The guaranteed minimum income has been the desideratum of generations of economists and welfare theorists, from the left and the right. The idea is to combine a number of existing income support and benefit programs into one, for which every citizen would quality as of right: no forms to fill out, no eligibility criteria, just a basic entitlement.
The benefit would start at a relatively low level, for those with no income at all, but would be withdrawn relatively gradually as earned income increased, thus ensuring recipients were not unduly penalized for taking a job and advancing themselves. The easiest objection to the guaranteed minimum income — that it would leave people with no incentive to work — is thus the most easily rebuffed. The real disincentive to work arises not from giving money to people who don’t work, but taking it away from them when they do.
But notice how it works. The benefit is a social obligation; thus, it is socially financed, i.e., through the tax and transfer system. Everybody pays for it (though the more you make the more you pay) and everybody is eligible for it (though the more you make the less you receive).
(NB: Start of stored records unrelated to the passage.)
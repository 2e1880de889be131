use super::common::*;

use crate::workflows::enrolment::domain::{
    AdditionalLanguage, ApplicationDraft, EnglishLevel, Grade, MarkTerm,
};
use crate::workflows::enrolment::validation::{summarize, MarkThresholds, MarkValidator};

#[test]
fn healthy_grade_eleven_draft_is_submittable() {
    let draft = complete_draft(Grade::Eleven, "80");
    let validator = MarkValidator::default();

    let errors = validator.validate(&draft);
    assert!(errors.is_empty(), "unexpected errors: {errors:?}");

    let summary = summarize(&draft);
    assert_eq!(summary.count, 7);
    assert_eq!(summary.max_total, 700);
    assert!((summary.total_term4 - 560.0).abs() < f64::EPSILON);
    assert!((summary.average_term4 - 80.0).abs() < 1e-9);
    assert!((summary.total_percentage - 80.0).abs() < 1e-9);
}

#[test]
fn grade_ten_needs_no_electives() {
    let draft = complete_draft(Grade::Ten, "65");
    let validator = MarkValidator::default();

    assert!(validator.is_submittable(&draft));
    assert_eq!(summarize(&draft).count, 9);
}

#[test]
fn term_four_below_floor_is_too_low() {
    let mut draft = complete_draft(Grade::Eleven, "80");
    draft
        .set_mark("Mathematics", MarkTerm::Term4, "29")
        .expect("core subject");

    let errors = MarkValidator::default().validate(&draft);

    assert_eq!(errors.len(), 1);
    assert_eq!(
        errors.get("Mathematics_t4"),
        Some("Your Term 4 mark for Mathematics is too low (minimum 30%)")
    );
}

#[test]
fn term_four_above_hundred_keeps_range_message() {
    let mut draft = complete_draft(Grade::Eleven, "80");
    draft
        .set_mark("Mathematics", MarkTerm::Term4, "101")
        .expect("core subject");

    let errors = MarkValidator::default().validate(&draft);

    assert_eq!(errors.len(), 1);
    assert_eq!(
        errors.get("Mathematics_t4"),
        Some("Mathematics Term 4 mark must be between 10 and 100")
    );
}

#[test]
fn out_of_range_term_two_is_reported() {
    let mut draft = complete_draft(Grade::Eleven, "80");
    draft
        .set_mark("Geography", MarkTerm::Term2, "9")
        .expect("elective in scope");

    let errors = MarkValidator::default().validate(&draft);

    assert_eq!(
        errors.get("Geography_t2"),
        Some("Geography Term 2 mark must be between 10 and 100")
    );
}

#[test]
fn duplicate_electives_fail_the_slot_count() {
    let mut draft = complete_draft(Grade::Twelve, "80");
    draft.form_data.electives = vec![Some("Geography".to_string()), Some("Geography".to_string())];

    let errors = MarkValidator::default().validate(&draft);

    assert_eq!(
        errors.get("electives"),
        Some("Please select exactly 2 elective subjects")
    );
}

#[test]
fn empty_elective_slot_fails_the_slot_count() {
    let mut draft = complete_draft(Grade::Eleven, "80");
    draft.select_elective(1, None).expect("slot exists");

    let errors = MarkValidator::default().validate(&draft);

    assert!(errors.contains("electives"));
    assert!(!errors.contains("History_t4"));
}

#[test]
fn weak_aggregates_report_total_and_average() {
    let draft = complete_draft(Grade::Eleven, "35");

    let errors = MarkValidator::default().validate(&draft);

    assert_eq!(
        errors.get("total"),
        Some("Your total Term 4 marks are too low (35.0%), must be at least 40%")
    );
    assert_eq!(
        errors.get("average"),
        Some("Your average Term 4 mark is too low (35.0%), must be at least 42%")
    );
    assert_eq!(errors.len(), 2);
}

#[test]
fn language_fields_are_required() {
    let mut draft = ApplicationDraft::new(Grade::Ten);
    draft.form_data.additional_language = AdditionalLanguage::Other;
    draft.sync_marks();

    let errors = MarkValidator::default().validate(&draft);

    assert_eq!(errors.get("englishLevel"), Some("English level is required"));
    assert_eq!(
        errors.get("otherLanguageSpecify"),
        Some("Please specify the language")
    );
    assert!(!errors.contains("otherLanguage"));
    assert!(errors.contains("Other Language_t4"));
}

#[test]
fn errors_follow_display_order() {
    let mut draft = ApplicationDraft::new(Grade::Eleven);
    draft.form_data.english_level = EnglishLevel::FirstAdditionalLanguage;

    let errors = MarkValidator::default().validate(&draft);
    let fields: Vec<&str> = errors.fields().collect();

    assert_eq!(fields.first(), Some(&"otherLanguage"));
    assert_eq!(fields.get(1), Some(&"English_t2"));
    let electives = fields.iter().position(|field| *field == "electives");
    let total = fields.iter().position(|field| *field == "total");
    assert!(electives < total);
}

#[test]
fn validation_is_repeatable() {
    let mut draft = complete_draft(Grade::Eleven, "80");
    draft
        .set_mark("History", MarkTerm::Term4, "abc")
        .expect("elective in scope");
    let validator = MarkValidator::default();

    assert_eq!(validator.validate(&draft), validator.validate(&draft));
}

#[test]
fn stricter_thresholds_are_honoured() {
    let draft = complete_draft(Grade::Eleven, "55");
    let validator = MarkValidator::new(MarkThresholds {
        min_average_percent: 60.0,
        ..MarkThresholds::default()
    });

    let errors = validator.validate(&draft);

    assert!(errors.contains("average"));
    assert!(!errors.contains("total"));
}

#[test]
fn grade_eleven_without_language_row_counts_six_subjects() {
    let mut draft = complete_draft(Grade::Eleven, "80");
    draft.form_data.additional_language = AdditionalLanguage::Unselected;

    let summary = summarize(&draft);
    assert_eq!(summary.count, 6);
    assert_eq!(summary.max_total, 600);
    assert!((summary.total_term4 - 480.0).abs() < f64::EPSILON);
    assert!((summary.average_term4 - 80.0).abs() < 1e-9);
    assert!((summary.total_percentage - 80.0).abs() < 1e-9);

    let errors = MarkValidator::default().validate(&draft);
    let fields: Vec<&str> = errors.fields().collect();
    assert_eq!(fields, vec!["otherLanguage"]);
}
It is available whether you are in work or out, and has no impact either on the willingness of workers to supply their labour or the willingness of employers to demand it.
Now contrast all this to the minimum wage. This makes no pretence to be available to all. To benefit from it, you must have a job. Moreover, rather than being financed collectively, through a levy that all must pay, the cost is borne entirely by employers — at least in theory.
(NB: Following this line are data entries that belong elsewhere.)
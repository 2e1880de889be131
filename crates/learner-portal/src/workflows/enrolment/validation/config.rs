use serde::{Deserialize, Serialize};

/// Academic cut-offs an application must clear before it can be submitted.
#[derive(Debug, Clone, Copy, PartialEq, Serialize, Deserialize)]
pub struct MarkThresholds {
    pub min_mark: f64,
    pub max_mark: f64,
    pub term4_floor: f64,
    pub min_total_percent: f64,
    pub min_average_percent: f64,
}

impl Default for MarkThresholds {
    fn default() -> Self {
        Self {
            min_mark: 10.0,
            max_mark: 100.0,
            term4_floor: 30.0,
            min_total_percent: 40.0,
            min_average_percent: 42.0,
        }
    }
}
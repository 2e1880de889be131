use std::sync::Arc;

use axum::extract::{Path, State};
use axum::http::StatusCode;
use axum::response::{IntoResponse, Response};
use axum::routing::{get, post};
use axum::Router;
use chrono::{Local, NaiveDateTime};
use serde::Deserialize;
use serde_json::json;
use tracing::warn;

use super::catalog::ELECTIVE_CATALOG;
use super::domain::{ApplicationDraft, ApplicationHistoryEntry, Grade};
use super::eligibility::{EligibilityError, EligibilityGate};
use super::validation::{summarize, MarkValidator};
use crate::config::EnrolmentConfig;

/// Shared, read-only rules behind the enrolment endpoints.
#[derive(Debug, Clone)]
pub struct EnrolmentRules {
    pub gate: EligibilityGate,
    pub validator: MarkValidator,
}

impl From<&EnrolmentConfig> for EnrolmentRules {
    fn from(config: &EnrolmentConfig) -> Self {
        Self {
            gate: EligibilityGate::from(config),
            validator: MarkValidator::default(),
        }
    }
}

#[derive(Debug, Deserialize)]
#[serde(rename_all = "camelCase")]
pub(crate) struct EligibilityRequest {
    #[serde(default)]
    history: Vec<ApplicationHistoryEntry>,
    #[serde(default)]
    now: Option<NaiveDateTime>,
}

pub fn enrolment_router(config: &EnrolmentConfig) -> Router {
    Router::new()
        .route("/api/v1/enrolment/eligibility", post(eligibility_handler))
        .route("/api/v1/enrolment/validate", post(validate_handler))
        .route("/api/v1/enrolment/summary", post(summary_handler))
        .route(
            "/api/v1/enrolment/grades/:grade/subjects",
            get(grade_subjects_handler),
        )
        .with_state(Arc::new(EnrolmentRules::from(config)))
}

pub(crate) async fn eligibility_handler(
    State(rules): State<Arc<EnrolmentRules>>,
    axum::Json(request): axum::Json<EligibilityRequest>,
) -> Response {
    let now = request
        .now
        .unwrap_or_else(|| Local::now().naive_local());

    let payload = match rules.gate.check(&request.history, now) {
        Ok(()) => json!({ "canStartNew": true, "closed": false }),
        Err(err @ EligibilityError::Closed { .. }) => json!({
            "canStartNew": false,
            "closed": true,
            "message": err.to_string(),
        }),
        Err(err @ EligibilityError::CooldownActive { .. }) => json!({
            "canStartNew": false,
            "closed": false,
            "message": err.to_string(),
        }),
    };

    (StatusCode::OK, axum::Json(payload)).into_response()
}

pub(crate) async fn validate_handler(
    State(rules): State<Arc<EnrolmentRules>>,
    axum::Json(draft): axum::Json<ApplicationDraft>,
) -> Response {
    if let Err(response) = reject_oversized(&draft) {
        return response;
    }

    let errors = rules.validator.validate(&draft);
    let payload = json!({
        "canSubmit": errors.is_empty(),
        "errors": errors,
        "summary": summarize(&draft),
    });

    (StatusCode::OK, axum::Json(payload)).into_response()
}

pub(crate) async fn summary_handler(axum::Json(draft): axum::Json<ApplicationDraft>) -> Response {
    if let Err(response) = reject_oversized(&draft) {
        return response;
    }

    (StatusCode::OK, axum::Json(summarize(&draft))).into_response()
}

fn reject_oversized(draft: &ApplicationDraft) -> Result<(), Response> {
    draft.check_elective_count().map_err(|err| {
        warn!(grade = %draft.grade, error = %err, "rejected draft with extra electives");
        let payload = json!({ "error": err.to_string() });
        (StatusCode::BAD_REQUEST, axum::Json(payload)).into_response()
    })
}

pub(crate) async fn grade_subjects_handler(Path(grade): Path<u8>) -> Response {
    match Grade::try_from(grade) {
        Ok(grade) => {
            let config = grade.config();
            let payload = json!({
                "grade": grade,
                "fixedSubjects": config.fixed_subjects,
                "electiveSlots": config.elective_slots,
                "electiveCatalog": ELECTIVE_CATALOG,
            });
            (StatusCode::OK, axum::Json(payload)).into_response()
        }
        Err(err) => {
            let payload = json!({ "error": err.to_string() });
            (StatusCode::NOT_FOUND, axum::Json(payload)).into_response()
        }
    }
}
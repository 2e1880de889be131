//! Learner enrolment applications: who may apply, what each grade must report, and the
//! three-step wizard that collects documents and marks before handing the draft to the portal
//! backend.

pub mod catalog;
pub mod documents;
pub mod domain;
pub mod eligibility;
pub mod gateway;
pub mod history;
pub mod router;
pub mod subjects;
pub mod validation;
pub mod wizard;

#[cfg(test)]
mod tests;

pub use catalog::{grade_config, GradeConfig, ELECTIVE_CATALOG};
pub use documents::{
    documents_on_file, DocumentFile, DocumentKind, DocumentPolicy, DocumentRejection,
    DocumentStatus,
};
pub use domain::{
    AdditionalLanguage, ApplicationDraft, ApplicationHistoryEntry, ApplicationStatus, DraftError,
    EnglishLevel, FormData, Grade, MarkTerm, MathChoice, MathTrack, SubjectMarks, TermMarks,
    UnknownGrade,
};
pub use eligibility::{EligibilityError, EligibilityGate};
pub use gateway::{
    CreateApplicationRequest, DocumentUpload, GatewayError, GatewayReply, PortalGateway,
    SubmissionKey,
};
pub use history::{HistoryImportError, HistoryImporter};
pub use router::{enrolment_router, EnrolmentRules};
pub use subjects::{core_subjects, selected_electives, subjects_in_scope};
pub use validation::{
    summarize, FieldError, MarkSummary, MarkThresholds, MarkValidator, ValidationErrors,
};
pub use wizard::{ApplicationWizard, SubmissionReceipt, WizardError, WizardStage, WizardStep};
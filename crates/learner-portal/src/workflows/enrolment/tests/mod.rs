mod common;
mod validation;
But of course, employers have a simple means of avoiding this obligation that the rest of us have seen fit to thrust upon them: by hiring fewer workers. And the higher the minimum wage, the greater an employer’s incentive to take this exit. It need not mean actually laying people off; it may simply be that they take on fewer new hires than they otherwise would. But all the legislation in the world can’t force a company to pay a worker who isn’t in their employ.
Of course, the minimum wage benefits some workers: those who are employed make more than they otherwise would. Surprisingly few workers are actually at the minimum wage — just five per cent of the labour force — and few of these work full-time or serve as a family’s principal source of income. But there’s also some evidence that minimum wages tend to push up wages at higher levels, to the extent wage bargainers work off the difference between the two.
But this is hardly social justice. A just society concerns itself first with the lot of those worst off, and the very worst off are surely those, not on low income, but no income at all; not those in work, but those out of work, priced out of the market by the tariff the state has thoughtfully placed on their labour.
A government that wanted to help those whose lack of skills or experience left them unable to earn what the rest of us would regard as a decent level of income would therefore prefer the minimum income to the minimum wage — that is, a government that valued results, rather than just good intentions, would do so.
Indeed, it wouldn’t bring in a minimum income in addition to the minimum wage, but as its replacement, acknowledging that, just as the estimation of what is the decent minimum anyone should be expected to live on is a collective judgment, so the fulfilment of that objective is a collective obligation. It’s simply not good enough just to fix wages, cross our fingers, and hope for the best.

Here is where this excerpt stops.